According to John Brawner, director of support at the application security company PreEmptive, your company isn’t just vulnerable to attack on its existing products and services. They can also be vulnerable to attack in the development phase, where applications can be exposed to the possibility of piracy, tampering, and IP breaches. In fact, the average application will receive over 13,000 attacks per month during deployment, according to Contrast Security’s 2020 Application Security Observability report.
Related Webinar: Protecting your Spring Boot applications from recent critical vulnerabilities
Certain industries, such as software and financial services, are also more at risk from added negative side effects of breaches. In addition to the IP and data that attackers could access, companies can be found in violation of regulatory requirements specific to their industry that result in hefty fines.
According to Brawner, one of the best ways to protect applications is by applying obfuscation. This is a practice in which code in an executable file is modified in a way such that a hacker would no longer be able to use it in any meaningful way, but the code itself remains functional.

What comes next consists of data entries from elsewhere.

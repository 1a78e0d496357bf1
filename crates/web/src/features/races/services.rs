use sqlx::SqlitePool;
use storage::{
    error::Result,
    models::Race,
    repository::RaceRepository,
    services::timing::SplitPhase,
};

pub async fn get_race(pool: &SqlitePool, id: i64) -> Result<Race> {
    let repo = RaceRepository::new(pool);
    repo.find_by_id(id).await
}

/// Record one split timestamp
pub async fn record_split(
    pool: &SqlitePool,
    id: i64,
    phase: SplitPhase,
    timestamp_ms: i64,
) -> Result<Race> {
    let repo = RaceRepository::new(pool);
    repo.record_split(id, phase, timestamp_ms).await
}

/// Record one shooting bout
pub async fn record_shooting(pool: &SqlitePool, id: i64, range: i64, hits: i64) -> Result<Race> {
    let repo = RaceRepository::new(pool);
    repo.record_shooting(id, range, hits).await
}

/// Clear the stopwatch state of a race
pub async fn reset_race(pool: &SqlitePool, id: i64) -> Result<Race> {
    let repo = RaceRepository::new(pool);
    repo.reset(id).await
}

/// Remove a race and its paired opponent race
pub async fn remove_duel(pool: &SqlitePool, id: i64) -> Result<()> {
    let repo = RaceRepository::new(pool);
    repo.remove_duel(id).await
}
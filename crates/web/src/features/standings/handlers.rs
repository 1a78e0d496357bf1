use axum::{
    Json,
    extract::{Query, State},
    response::{IntoResponse, Response},
};
use storage::{
    Database,
    dto::standings::{StandingsQuery, StandingsResponse},
};

use crate::error::WebError;

use super::services;

#[utoipa::path(
    get,
    path = "/api/standings",
    params(StandingsQuery),
    responses(
        (status = 200, description = "Season standings for the scope", body = StandingsResponse)
    ),
    tag = "standings"
)]
pub async fn get_standings(
    State(db): State<Database>,
    Query(query): Query<StandingsQuery>,
) -> Result<Response, WebError> {
    let response = services::get_standings(db.pool(), query.into()).await?;

    Ok(Json(response).into_response())
}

Obfuscation modifies method instructions or metadata, and makes reverse engineering any program difficult enough that it would no longer be cost-effective.
“Application shielding and hardening gives organizations a layer of protection against potential data breaches and intellectual property theft,” said Brawner.
To reduce the risk of attacks on the development process wreaking havoc, companies need to invest into things like security scanning during development and layering security onto an application before it is deployed, Brawner explained.
“With PreEmptive’s layered approach, using obfuscation, encryption, shielding and tamper proofing, applications can be developed to be difficult for hackers to read or access. Hackers rely on the ability to probe, discover and exploit vulnerabilities. By adding application obfuscation within your development process, hackers can’t identify the way the application operates or access your IP,” said Brawner.